WORK TO COMPLETE:
Nothing in the data may be altered; restate all of it exactly.

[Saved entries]
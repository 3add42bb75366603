use anyhow::anyhow;
use orbit_client::api::JoinResponse;
use secrets::{Owner, SecretStore};

use crate::{
  config::InstallConfig,
  error::InstallError,
  helpers::{phase_done, warn},
};

/// Genesis path: generate (or reuse) all three secrets locally.
/// Returns the node's stable peer identifier.
pub fn run(
  config: &InstallConfig,
  owner: Owner,
) -> Result<secrets::PeerId, InstallError> {
  let store = SecretStore::new(config.paths.clone(), Some(owner));
  persist_out_of_band(config, &store)
    .map_err(InstallError::identity)?;
  let identity = ensure_all(&store)?;
  phase_done("Generate secrets");
  Ok(identity)
}

/// Join path: persist the secrets received in the handshake first,
/// so the ensure calls observe them and return them unchanged.
pub fn run_join(
  config: &InstallConfig,
  owner: Owner,
  snapshot: Option<&JoinResponse>,
) -> Result<secrets::PeerId, InstallError> {
  let store = SecretStore::new(config.paths.clone(), Some(owner));
  if let Some(snapshot) = snapshot {
    store
      .persist_from_join(&snapshot.cluster_secret, &snapshot.swarm_key)
      .map_err(InstallError::identity)?;
  }
  persist_out_of_band(config, &store)
    .map_err(InstallError::identity)?;
  let identity = ensure_all(&store)?;
  phase_done("Persist received secrets");
  Ok(identity)
}

fn ensure_all(
  store: &SecretStore,
) -> Result<secrets::PeerId, InstallError> {
  store
    .ensure_cluster_secret()
    .map_err(InstallError::identity)?;
  store.ensure_swarm_key().map_err(InstallError::identity)?;
  let identity = store
    .ensure_node_identity()
    .map_err(InstallError::identity)?;
  info!("node identity: {identity}");
  Ok(identity)
}

/// `--cluster-secret` / `--swarm-key` provide secrets out of band for
/// disaster recovery. Existing valid secrets are never overwritten
/// without --force.
fn persist_out_of_band(
  config: &InstallConfig,
  store: &SecretStore,
) -> anyhow::Result<()> {
  let (Some(cluster_secret), Some(swarm_key)) =
    (&config.cluster_secret, &config.swarm_key)
  else {
    if config.cluster_secret.is_some() || config.swarm_key.is_some() {
      return Err(anyhow!(
        "--cluster-secret and --swarm-key must be provided together"
      ));
    }
    return Ok(());
  };

  let already_populated =
    store.paths().cluster_secret_file().exists();
  if already_populated && !config.force {
    warn(
      "secrets already exist on this host; ignoring out-of-band values (use --force to overwrite)",
    );
    return Ok(());
  }

  let swarm_key = if swarm_key.contains(secrets::SWARM_KEY_HEADER) {
    swarm_key.clone()
  } else {
    // bare hex form
    secrets::render_swarm_key(&swarm_key.to_uppercase())
  };
  store.persist_from_join(cluster_secret, &swarm_key)
}
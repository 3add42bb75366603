pub mod logger;
pub mod mesh;
pub mod network;
pub mod node;

/// The unprivileged system user that owns all node files and under
/// which every long-lived daemon runs.
pub const SERVICE_USER: &str = "orbit";

/// Hidden directory under the service user's home holding all node state.
pub const BASE_DIR_NAME: &str = ".orbit";
use std::{
  path::{Path, PathBuf},
  process::Stdio,
  sync::OnceLock,
};

use anyhow::anyhow;
use tokio::process::Command;

mod output;

pub use output::*;

/// Commands are run directly, and cannot include '&&'
pub async fn run_standard_command(
  command: &str,
  path: impl Into<Option<&Path>>,
) -> CommandOutput {
  let lexed = if let Some(lexed) = shlex::split(command)
    && !lexed.is_empty()
  {
    lexed
  } else {
    return CommandOutput::from_err(std::io::Error::other(
      "Command lexed into empty args",
    ));
  };

  let mut cmd = Command::new(&lexed[0]);

  cmd
    .args(&lexed[1..])
    .kill_on_drop(true)
    .stdin(Stdio::null())
    .stdout(Stdio::piped())
    .stderr(Stdio::piped());

  if let Some(path) = path.into() {
    match path.canonicalize() {
      Ok(path) => {
        cmd.current_dir(path);
      }
      Err(e) => return CommandOutput::from_err(e),
    }
  }

  CommandOutput::from(cmd.output().await)
}

fn shell() -> &'static str {
  static DEFAULT_SHELL: OnceLock<String> = OnceLock::new();
  DEFAULT_SHELL.get_or_init(|| {
    if PathBuf::from("/bin/bash").exists()
      || PathBuf::from("/usr/bin/bash").exists()
    {
      String::from("bash")
    } else {
      String::from("sh")
    }
  })
}

/// Commands are wrapped in the shell, and can include '&&' and pipes.
pub async fn run_shell_command(
  command: &str,
  path: impl Into<Option<&Path>>,
) -> CommandOutput {
  let mut cmd = Command::new(shell());

  cmd
    .args(["-c", command])
    .kill_on_drop(true)
    .stdin(Stdio::null())
    .stdout(Stdio::piped())
    .stderr(Stdio::piped());

  if let Some(path) = path.into() {
    match path.canonicalize() {
      Ok(path) => {
        cmd.current_dir(path);
      }
      Err(e) => return CommandOutput::from_err(e),
    }
  }

  CommandOutput::from(cmd.output().await)
}

/// Run a command with per-call environment variables, direct exec.
pub async fn run_command_with_env(
  command: &str,
  envs: &[(&str, &str)],
  path: impl Into<Option<&Path>>,
) -> CommandOutput {
  let lexed = if let Some(lexed) = shlex::split(command)
    && !lexed.is_empty()
  {
    lexed
  } else {
    return CommandOutput::from_err(std::io::Error::other(
      "Command lexed into empty args",
    ));
  };

  let mut cmd = Command::new(&lexed[0]);

  cmd
    .args(&lexed[1..])
    .envs(envs.iter().copied())
    .kill_on_drop(true)
    .stdin(Stdio::null())
    .stdout(Stdio::piped())
    .stderr(Stdio::piped());

  if let Some(path) = path.into() {
    match path.canonicalize() {
      Ok(path) => {
        cmd.current_dir(path);
      }
      Err(e) => return CommandOutput::from_err(e),
    }
  }

  CommandOutput::from(cmd.output().await)
}

/// Run a command for a named stage, tracing the invocation and
/// converting failure into an error carrying the combined output.
pub async fn run_stage_command(
  stage: &str,
  command: &str,
  path: impl Into<Option<&Path>>,
) -> anyhow::Result<CommandOutput> {
  tracing::debug!("{stage} | running: {command}");
  let output = run_standard_command(command, path).await;
  if output.success() {
    Ok(output)
  } else {
    Err(anyhow!("{stage} failed | {}", output.combined()))
  }
}

/// Shell variant of [run_stage_command].
pub async fn run_stage_shell_command(
  stage: &str,
  command: &str,
  path: impl Into<Option<&Path>>,
) -> anyhow::Result<CommandOutput> {
  tracing::debug!("{stage} | running: {command}");
  let output = run_shell_command(command, path).await;
  if output.success() {
    Ok(output)
  } else {
    Err(anyhow!("{stage} failed | {}", output.combined()))
  }
}

/// Whether a binary resolves on the lookup path.
pub async fn binary_on_path(name: &str) -> bool {
  run_shell_command(&format!("command -v {name}"), None)
    .await
    .success()
}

OUTPUT BELOW:
repository 3add42bb75366603
use anyhow::anyhow;
use orbit_client::api::JoinResponse;
use secrets::{Owner, SecretStore};

use crate::{
  config::InstallConfig,
  error::InstallError,
  helpers::{phase_done, warn},
};

/// Genesis path: generate (or reuse) all three secrets locally.
/// Returns the node's stable peer identifier.
pub fn run(
  config: &InstallConfig,
  owner: Owner,
) -> Result<secrets::PeerId, InstallError> {
  let store = SecretStore::new(config.paths.clone(), Some(owner));
  persist_out_of_band(config, &store)
    .map_err(InstallError::identity)?;
  let identity = ensure_all(&store)?;
  phase_done("Generate secrets");
  Ok(identity)
}

/// Join path: persist the secrets received in the handshake first,
/// so the ensure calls observe them and return them unchanged.
pub fn run_join(
  config: &InstallConfig,
  owner: Owner,
  snapshot: Option<&JoinResponse>,
) -> Result<secrets::PeerId, InstallError> {
  let store = SecretStore::new(config.paths.clone(), Some(owner));
  if let Some(snapshot) = snapshot {
    store
      .persist_from_join(&snapshot.cluster_secret, &snapshot.swarm_key)
      .map_err(InstallError::identity)?;
  }
  persist_out_of_band(config, &store)
    .map_err(InstallError::identity)?;
  let identity = ensure_all(&store)?;
  phase_done("Persist received secrets");
  Ok(identity)
}

fn ensure_all(
  store: &SecretStore,
) -> Result<secrets::PeerId, InstallError> {
  store
    .ensure_cluster_secret()
    .map_err(InstallError::identity)?;
  store.ensure_swarm_key().map_err(InstallError::identity)?;
  let identity = store
    .ensure_node_identity()
    .map_err(InstallError::identity)?;
  info!("node identity: {identity}");
  Ok(identity)
}

/// `--cluster-secret` / `--swarm-key` provide secrets out of band for
/// disaster recovery. Existing valid secrets are never overwritten
/// without --force.
fn persist_out_of_band(
  config: &InstallConfig,
  store: &SecretStore,
) -> anyhow::Result<()> {
  let (Some(cluster_secret), Some(swarm_key)) =
    (&config.cluster_secret, &config.swarm_key)
  else {
    if config.cluster_secret.is_some() || config.swarm_key.is_some() {
      return Err(anyhow!(
        "--cluster-secret and --swarm-key must be provided together"
      ));
    }
    return Ok(());
  };

  let already_populated =
    store.paths().cluster_secret_file().exists();
  if already_populated && !config.force {
    warn(
      "secrets already exist on this host; ignoring out-of-band values (use --force to overwrite)",
    );
    return Ok(());
  }

  let swarm_key = if swarm_key.contains(secrets::SWARM_KEY_HEADER) {
    swarm_key.clone()
  } else {
    // bare hex form
    secrets::render_swarm_key(&swarm_key.to_uppercase())
  };
  store.persist_from_join(cluster_secret, &swarm_key)
}
repository 3add42bb75366603
pub mod logger;
pub mod mesh;
pub mod network;
pub mod node;

/// The unprivileged system user that owns all node files and under
/// which every long-lived daemon runs.
pub const SERVICE_USER: &str = "orbit";

/// Hidden directory under the service user's home holding all node state.
pub const BASE_DIR_NAME: &str = ".orbit";
use std::{
  path::{Path, PathBuf},
  process::Stdio,
  sync::OnceLock,
};

use anyhow::anyhow;
use tokio::process::Command;

mod output;

pub use output::*;

/// Commands are run directly, and cannot include '&&'
pub async fn run_standard_command(
  command: &str,
  path: impl Into<Option<&Path>>,
) -> CommandOutput {
  let lexed = if let Some(lexed) = shlex::split(command)
    && !lexed.is_empty()
  {
    lexed
  } else {
    return CommandOutput::from_err(std::io::Error::other(
      "Command lexed into empty args",
    ));
  };

  let mut cmd = Command::new(&lexed[0]);

  cmd
    .args(&lexed[1..])
    .kill_on_drop(true)
    .stdin(Stdio::null())
    .stdout(Stdio::piped())
    .stderr(Stdio::piped());

  if let Some(path) = path.into() {
    match path.canonicalize() {
      Ok(path) => {
        cmd.current_dir(path);
      }
      Err(e) => return CommandOutput::from_err(e),
    }
  }

  CommandOutput::from(cmd.output().await)
}

fn shell() -> &'static str {
  static DEFAULT_SHELL: OnceLock<String> = OnceLock::new();
  DEFAULT_SHELL.get_or_init(|| {
    if PathBuf::from("/bin/bash").exists()
      || PathBuf::from("/usr/bin/bash").exists()
    {
      String::from("bash")
    } else {
      String::from("sh")
    }
  })
}

/// Commands are wrapped in the shell, and can include '&&' and pipes.
pub async fn run_shell_command(
  command: &str,
  path: impl Into<Option<&Path>>,
) -> CommandOutput {
  let mut cmd = Command::new(shell());

  cmd
    .args(["-c", command])
    .kill_on_drop(true)
    .stdin(Stdio::null())
    .stdout(Stdio::piped())
    .stderr(Stdio::piped());

  if let Some(path) = path.into() {
    match path.canonicalize() {
      Ok(path) => {
        cmd.current_dir(path);
      }
      Err(e) => return CommandOutput::from_err(e),
    }
  }

  CommandOutput::from(cmd.output().await)
}

/// Run a command with per-call environment variables, direct exec.
pub async fn run_command_with_env(
  command: &str,
  envs: &[(&str, &str)],
  path: impl Into<Option<&Path>>,
) -> CommandOutput {
  let lexed = if let Some(lexed) = shlex::split(command)
    && !lexed.is_empty()
  {
    lexed
  } else {
    return CommandOutput::from_err(std::io::Error::other(
      "Command lexed into empty args",
    ));
  };

  let mut cmd = Command::new(&lexed[0]);

  cmd
    .args(&lexed[1..])
    .envs(envs.iter().copied())
    .kill_on_drop(true)
    .stdin(Stdio::null())
    .stdout(Stdio::piped())
    .stderr(Stdio::piped());

  if let Some(path) = path.into() {
    match path.canonicalize() {
      Ok(path) => {
        cmd.current_dir(path);
      }
      Err(e) => return CommandOutput::from_err(e),
    }
  }

  CommandOutput::from(cmd.output().await)
}

/// Run a command for a named stage, tracing the invocation and
/// converting failure into an error carrying the combined output.
pub async fn run_stage_command(
  stage: &str,
  command: &str,
  path: impl Into<Option<&Path>>,
) -> anyhow::Result<CommandOutput> {
  tracing::debug!("{stage} | running: {command}");
  let output = run_standard_command(command, path).await;
  if output.success() {
    Ok(output)
  } else {
    Err(anyhow!("{stage} failed | {}", output.combined()))
  }
}

/// Shell variant of [run_stage_command].
pub async fn run_stage_shell_command(
  stage: &str,
  command: &str,
  path: impl Into<Option<&Path>>,
) -> anyhow::Result<CommandOutput> {
  tracing::debug!("{stage} | running: {command}");
  let output = run_shell_command(command, path).await;
  if output.success() {
    Ok(output)
  } else {
    Err(anyhow!("{stage} failed | {}", output.combined()))
  }
}

/// Whether a binary resolves on the lookup path.
pub async fn binary_on_path(name: &str) -> bool {
  run_shell_command(&format!("command -v {name}"), None)
    .await
    .success()
}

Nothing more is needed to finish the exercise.